Rete civica ha elaborato un manifesto per dire no alla quotazione in borsa di Cva. «Un’altra Cva è possibile. Abbiamo una visione alternativa vogliamo una Cva pubblica: se una sola azione fosse detenuta da un privato non potrebbe svolgere quel ruolo che noi intendiamo affidarle con obiettivi di bene pubblico». Lo ha scandito Fabio Protasani nel presentare il manifesto «che Rete civica proverà a diffondere tra la popolazione».

Non si parla di referendum, per ora. Avanti tutta con la norma di attuazione che «ampli il potere della Valle d’Aosta in materia di gestione delle acque e delle relative concessioni». Anticipa: «il 17 giugno ci sarà una riunione della Commissione Paritetica al gran completo per analizzare il testo della norma messa a punto dalla Regione».

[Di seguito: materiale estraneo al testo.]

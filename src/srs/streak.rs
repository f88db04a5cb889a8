use crate::constants::{MS_PER_DAY, STREAK_TOLERANCE_MS};
use crate::progress::operations::users::User;

/// True when `last_active` falls within the jitter window around exactly one day before `now_ms`.
pub fn was_active_yesterday(last_active: i64, now_ms: i64) -> bool {
    let yesterday = now_ms - MS_PER_DAY;
    (yesterday - STREAK_TOLERANCE_MS..=yesterday + STREAK_TOLERANCE_MS).contains(&last_active)
}

/// 会话开始时重新计算连续打卡天数，并把 `last_active` 更新为 `now_ms`。
///
/// - 昨天未活跃且已有连续记录：重置为 1（本次访问算第一天）
/// - 昨天活跃：保持不变
/// - 其他情况（首次活跃）：至少为 1
pub fn reconcile_streak(user: &User, now_ms: i64) -> User {
    let mut updated = user.clone();
    let active_yesterday = was_active_yesterday(user.last_active, now_ms);

    if !active_yesterday && user.current_streak > 0 {
        updated.current_streak = 1;
    } else if !active_yesterday {
        updated.current_streak = user.current_streak.max(1);
    }

    updated.last_active = now_ms;
    raise_best_streak(&mut updated);
    updated
}

pub fn raise_best_streak(user: &mut User) {
    if user.current_streak > user.best_streak {
        user.best_streak = user.current_streak;
    }
}

#[cfg(test)]
mod tests {
    use super::*;

    const NOW: i64 = 1_700_000_000_000;

    fn user(current_streak: u32, best_streak: u32, last_active: i64) -> User {
        User {
            id: "guest".to_string(),
            name: "Guest".to_string(),
            daily_goal: 20,
            current_streak,
            best_streak,
            last_active,
        }
    }

    #[test]
    fn missed_day_resets_to_one() {
        let updated = reconcile_streak(&user(5, 8, NOW - 2 * MS_PER_DAY), NOW);
        assert_eq!(updated.current_streak, 1);
        assert_eq!(updated.best_streak, 8);
        assert_eq!(updated.last_active, NOW);
    }

    #[test]
    fn active_yesterday_keeps_streak() {
        let updated = reconcile_streak(&user(5, 5, NOW - MS_PER_DAY), NOW);
        assert_eq!(updated.current_streak, 5);
        assert_eq!(updated.last_active, NOW);
    }

    #[test]
    fn tolerance_window_is_inclusive() {
        let yesterday = NOW - MS_PER_DAY;
        assert!(was_active_yesterday(yesterday - STREAK_TOLERANCE_MS, NOW));
        assert!(was_active_yesterday(yesterday + STREAK_TOLERANCE_MS, NOW));
        assert!(!was_active_yesterday(yesterday + STREAK_TOLERANCE_MS + 1, NOW));
        assert!(!was_active_yesterday(yesterday - STREAK_TOLERANCE_MS - 1, NOW));
    }

    #[test]
    fn zero_streak_becomes_one_and_raises_best() {
        let updated = reconcile_streak(&user(0, 0, 0), NOW);
        assert_eq!(updated.current_streak, 1);
        assert_eq!(updated.best_streak, 1);
    }

    #[test]
    fn same_day_reentry_with_streak_counts_as_day_one() {
        let updated = reconcile_streak(&user(4, 4, NOW - 60_000), NOW);
        assert_eq!(updated.current_streak, 1);
        assert_eq!(updated.best_streak, 4);
    }

    #[test]
    fn best_streak_follows_current() {
        let mut u = user(7, 3, NOW);
        raise_best_streak(&mut u);
        assert_eq!(u.best_streak, 7);

        let mut lower = user(2, 9, NOW);
        raise_best_streak(&mut lower);
        assert_eq!(lower.best_streak, 9);
    }
}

Per Chiara Minelli la Compagnia valdostana delle acque non deve essere un «player nazionale del mercato dell’elettricità» ma il «principale gestore delle risorse idroelettriche in Valle d’Aosta». La consigliera regionale dice no «all’acquisto di parchi eolici e fotovoltaici in Italia. La Cva deve investire i 200 milioni sul territorio regionale e diventare protagonista della politica Fossil fuel free». Ha aggiunto: «Cva prevede l’installazione di 250 colonnine per la ricarica di mezzi elettrici. Da una stima emerge che, entro il 2030, la regione avrà bisogno di 30 mila punti di ricarica».

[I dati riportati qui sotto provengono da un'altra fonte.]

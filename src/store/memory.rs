use std::collections::HashMap;

use super::{Persistence, StoreError};

/// In-process backend for tests and sessions that should not touch disk.
#[derive(Debug, Clone, Default)]
pub struct MemoryStore {
    entries: HashMap<String, Vec<u8>>,
}

impl MemoryStore {
    pub fn new() -> Self {
        Self::default()
    }

    pub fn with_entry(mut self, key: &str, value: impl Into<Vec<u8>>) -> Self {
        self.entries.insert(key.to_string(), value.into());
        self
    }

    pub fn raw(&self, key: &str) -> Option<&[u8]> {
        self.entries.get(key).map(Vec::as_slice)
    }

    pub fn len(&self) -> usize {
        self.entries.len()
    }

    pub fn is_empty(&self) -> bool {
        self.entries.is_empty()
    }
}

impl Persistence for MemoryStore {
    fn load(&self, key: &str) -> Result<Option<Vec<u8>>, StoreError> {
        Ok(self.entries.get(key).cloned())
    }

    fn save(&mut self, key: &str, value: &[u8]) -> Result<(), StoreError> {
        self.entries.insert(key.to_string(), value.to_vec());
        Ok(())
    }
}
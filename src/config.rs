use std::env;
use std::str::FromStr;

use crate::constants::DEFAULT_DAILY_GOAL;
use crate::logging::LogConfig;
use crate::progress::ProgressOptions;

#[derive(Debug, Clone)]
pub struct Config {
    pub log_level: String,
    pub enable_file_logs: bool,
    pub log_dir: String,
    pub sled_path: String,
    pub seed_on_empty: bool,
    pub default_daily_goal: u32,
}

impl Config {
    /// Reads `.env` (if present) and then the process environment.
    pub fn load() -> Self {
        dotenvy::dotenv().ok();
        Self::from_env()
    }

    pub fn from_env() -> Self {
        Self {
            log_level: env_or("RUST_LOG", "info"),
            enable_file_logs: env_or_bool("ENABLE_FILE_LOGS", false),
            log_dir: env_or("LOG_DIR", "./logs"),
            sled_path: env_or("SLED_PATH", "./data/progress.sled"),
            seed_on_empty: env_or_bool("SEED_ON_EMPTY", true),
            default_daily_goal: env_or_parse("DEFAULT_DAILY_GOAL", DEFAULT_DAILY_GOAL),
        }
    }

    pub fn log_config(&self) -> LogConfig {
        LogConfig {
            log_level: self.log_level.clone(),
            enable_file_logs: self.enable_file_logs,
            log_dir: self.log_dir.clone(),
        }
    }

    pub fn progress_options(&self) -> ProgressOptions {
        ProgressOptions {
            seed_on_empty: self.seed_on_empty,
            default_daily_goal: self.default_daily_goal,
        }
    }
}

pub fn env_or(key: &str, default: &str) -> String {
    env::var(key).unwrap_or_else(|_| default.to_string())
}

pub fn env_or_parse<T>(key: &str, default: T) -> T
where
    T: FromStr + Copy,
{
    match env::var(key) {
        Ok(raw) => match raw.parse::<T>() {
            Ok(v) => v,
            Err(_) => {
                tracing::warn!(
                    key,
                    value = %raw,
                    "Failed to parse env var, using default"
                );
                default
            }
        },
        Err(_) => default,
    }
}

pub fn env_or_bool(key: &str, default: bool) -> bool {
    match env::var(key) {
        Ok(raw) => match raw.trim().to_ascii_lowercase().as_str() {
            "1" | "true" | "yes" | "on" => true,
            "0" | "false" | "no" | "off" => false,
            _ => default,
        },
        Err(_) => default,
    }
}

#[cfg(test)]
mod tests {
    use std::sync::{Mutex, OnceLock};

    use super::*;

    fn env_lock() -> &'static Mutex<()> {
        static LOCK: OnceLock<Mutex<()>> = OnceLock::new();
        LOCK.get_or_init(|| Mutex::new(()))
    }

    fn managed_keys() -> &'static [&'static str] {
        &[
            "RUST_LOG",
            "SLED_PATH",
            "SEED_ON_EMPTY",
            "DEFAULT_DAILY_GOAL",
            "ENABLE_FILE_LOGS",
        ]
    }

    fn clear_keys(keys: &[&str]) {
        for key in keys {
            env::remove_var(key);
        }
    }

    #[test]
    fn loads_defaults_when_missing() {
        let _guard = env_lock().lock().expect("env lock");
        clear_keys(managed_keys());

        let cfg = Config::from_env();
        assert_eq!(cfg.log_level, "info");
        assert_eq!(cfg.sled_path, "./data/progress.sled");
        assert!(cfg.seed_on_empty);
        assert_eq!(cfg.default_daily_goal, 20);
        assert!(!cfg.enable_file_logs);
    }

    #[test]
    fn parses_overrides() {
        let _guard = env_lock().lock().expect("env lock");
        clear_keys(managed_keys());

        env::set_var("DEFAULT_DAILY_GOAL", "35");
        env::set_var("SEED_ON_EMPTY", "off");
        env::set_var("SLED_PATH", "/tmp/cards.sled");

        let cfg = Config::from_env();
        let options = cfg.progress_options();
        assert_eq!(options.default_daily_goal, 35);
        assert!(!options.seed_on_empty);
        assert_eq!(cfg.sled_path, "/tmp/cards.sled");
        clear_keys(managed_keys());
    }

    #[test]
    fn invalid_values_fall_back() {
        let _guard = env_lock().lock().expect("env lock");
        clear_keys(managed_keys());

        env::set_var("DEFAULT_DAILY_GOAL", "lots");
        env::set_var("SEED_ON_EMPTY", "maybe");

        let cfg = Config::from_env();
        assert_eq!(cfg.default_daily_goal, 20);
        assert!(cfg.seed_on_empty);
        clear_keys(managed_keys());
    }
}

L’azienda dovrà tra l’altro «sviluppare capacità produttive in funzione degli obiettivi di sviluppo sostenibile della Valle d’Aosta». Rete civica propone di predisporre una norma di attuazione dello Statuto speciale che consenta alla Valle d’Aosta «di mantenere la Cva come strumento totalmente pubblico che svolge proficuamente un servizio per l’intera comunità e che non si pone sul mercato nazionale ed internazionale dell’elettricità in concorrenza con altri grandi gruppi votati al profitto».